In a country known for its zero sum solution to any problem, this will not end well.  That is why some of the leading voices from the business class have taken to social media to defend their position by curiously claiming the victim mantle in all of this. 

Don’t be fooled, the only thing they care about is their bottom line. Right now their interest is under blistering attacks from crooked politicians as they see it. This is priceless coming from a class of people who have invested precious little in Haiti, hoarded their money in foreign banks and are holders of foreign passports.

To be sure, the other side is equally cynical and are lining up their pockets at the expense of everybody. Washington and the other so-called “Friends of Haiti” have moved on from Haiti and are dealing with their own internal challenges. 

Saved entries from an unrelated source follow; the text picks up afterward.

//! External flattening tool, run once per capture.

use async_trait::async_trait;
use mermaid_flow_core::contract::{FlattenOutput, Flattener};
use mermaid_flow_core::error::AggregationError;
use std::path::{Path, PathBuf};
use tokio::process::Command;
use tracing::{error, info, warn};

/// Runs `<program> <args...> --include <p1,p2,...> --output <file>` in the workspace root.
#[derive(Debug, Clone)]
pub struct CommandFlattener {
    program: String,
    args: Vec<String>,
}

impl CommandFlattener {
    /// `command[0]` is the program, the rest are leading arguments. `None` if empty.
    pub fn from_command(command: &[String]) -> Option<Self> {
        let (program, args) = command.split_first()?;
        Some(Self {
            program: program.clone(),
            args: args.to_vec(),
        })
    }

    /// Full argument list for a run.
    pub fn arguments(&self, paths: &[PathBuf], output: &Path) -> Vec<String> {
        let include = paths
            .iter()
            .map(|p| p.to_string_lossy().into_owned())
            .collect::<Vec<_>>()
            .join(",");
        let mut args = self.args.clone();
        args.push("--include".to_string());
        args.push(include);
        args.push("--output".to_string());
        args.push(output.to_string_lossy().into_owned());
        args
    }
}

#[async_trait]
impl Flattener for CommandFlattener {
    async fn flatten(
        &self,
        workspace_root: &Path,
        paths: &[PathBuf],
        output: &Path,
    ) -> Result<FlattenOutput, AggregationError> {
        let args = self.arguments(paths, output);
        info!(
            program = %self.program,
            paths = paths.len(),
            cwd = %workspace_root.display(),
            "Running flattening tool"
        );

        let result = Command::new(&self.program)
            .args(&args)
            .current_dir(workspace_root)
            .output()
            .await
            .map_err(|e| {
                error!(error = ?e, program = %self.program, "Failed to launch flattening tool");
                AggregationError::Tool(format!("could not run {}: {e}", self.program))
            })?;

        if !result.status.success() {
            warn!(status = ?result.status, program = %self.program, "Flattening tool exited with non-zero code");
        }
        Ok(FlattenOutput {
            stderr: String::from_utf8_lossy(&result.stderr).into_owned(),
        })
    }
}
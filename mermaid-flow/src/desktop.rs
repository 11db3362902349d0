//! Terminal and desktop implementations of the interactive collaborators:
//! save prompt, system clipboard and user notifications.

use async_trait::async_trait;
use mermaid_flow_core::contract::{Clipboard, Notifier, SaveDialog};
use mermaid_flow_core::error::PersistenceError;
use std::path::PathBuf;

/// Asks for a save location on the controlling terminal.
#[derive(Debug, Default, Clone)]
pub struct TerminalSaveDialog;

#[async_trait]
impl SaveDialog for TerminalSaveDialog {
    async fn pick_save_location(
        &self,
        suggested_name: &str,
    ) -> Result<Option<PathBuf>, PersistenceError> {
        let suggested = suggested_name.to_string();
        tokio::task::spawn_blocking(move || {
            let wanted = dialoguer::Confirm::new()
                .with_prompt("Save the rendered diagram as SVG?")
                .default(true)
                .interact_opt()
                .map_err(|e| PersistenceError::Dialog(e.to_string()))?;
            if wanted != Some(true) {
                return Ok(None);
            }
            let name: String = dialoguer::Input::new()
                .with_prompt("Save as")
                .default(suggested)
                .interact_text()
                .map_err(|e| PersistenceError::Dialog(e.to_string()))?;
            let name = name.trim();
            if name.is_empty() {
                return Ok(None);
            }
            Ok(Some(PathBuf::from(name)))
        })
        .await
        .map_err(|e| PersistenceError::Dialog(e.to_string()))?
    }
}

/// The OS clipboard via `arboard`.
#[derive(Debug, Default, Clone)]
pub struct SystemClipboard;

#[async_trait]
impl Clipboard for SystemClipboard {
    async fn write_text(&self, text: &str) -> Result<(), PersistenceError> {
        let text = text.to_string();
        tokio::task::spawn_blocking(move || {
            let mut clipboard =
                arboard::Clipboard::new().map_err(|e| PersistenceError::Clipboard(e.to_string()))?;
            clipboard
                .set_text(text)
                .map_err(|e| PersistenceError::Clipboard(e.to_string()))
        })
        .await
        .map_err(|e| PersistenceError::Clipboard(e.to_string()))?
    }
}

/// Prints notifications to stderr and mirrors them to tracing.
#[derive(Debug, Default, Clone)]
pub struct ConsoleNotifier;

impl Notifier for ConsoleNotifier {
    fn info(&self, message: &str) {
        tracing::info!(notification = message, "info");
        eprintln!("[INFO] {message}");
    }

    fn warn(&self, message: &str) {
        tracing::warn!(notification = message, "warning");
        eprintln!("[WARN] {message}");
    }

    fn error(&self, message: &str) {
        tracing::error!(notification = message, "error");
        eprintln!("[ERROR] {message}");
    }

    fn progress(&self, message: &str) {
        tracing::info!(progress = message, "progress");
        eprintln!("... {message}");
    }
}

This situation does not bode well for Haiti and things are falling apart and will get worse before any meaningful changes take place. If we continue to misdiagnosed this cancer, it will be to our peril. We talk often about the democratic process, but we seldom talk openly about the economic unfairness enjoyed by a tiny elite that’s creating a perpetual so called political crisis.

Garry Pierre-Pierre is a Pulitzer-prize winning, multimedia and entrepreneurial journalist. In 1999, he left the New York Times to launch the Haitian Times, a New York-based English-language publication serving the Haitian Diaspora. He is also the co-founder of the City University Graduate School of Journalism‘s Center for Community and Ethnic Media and a senior producer at CUNY TV.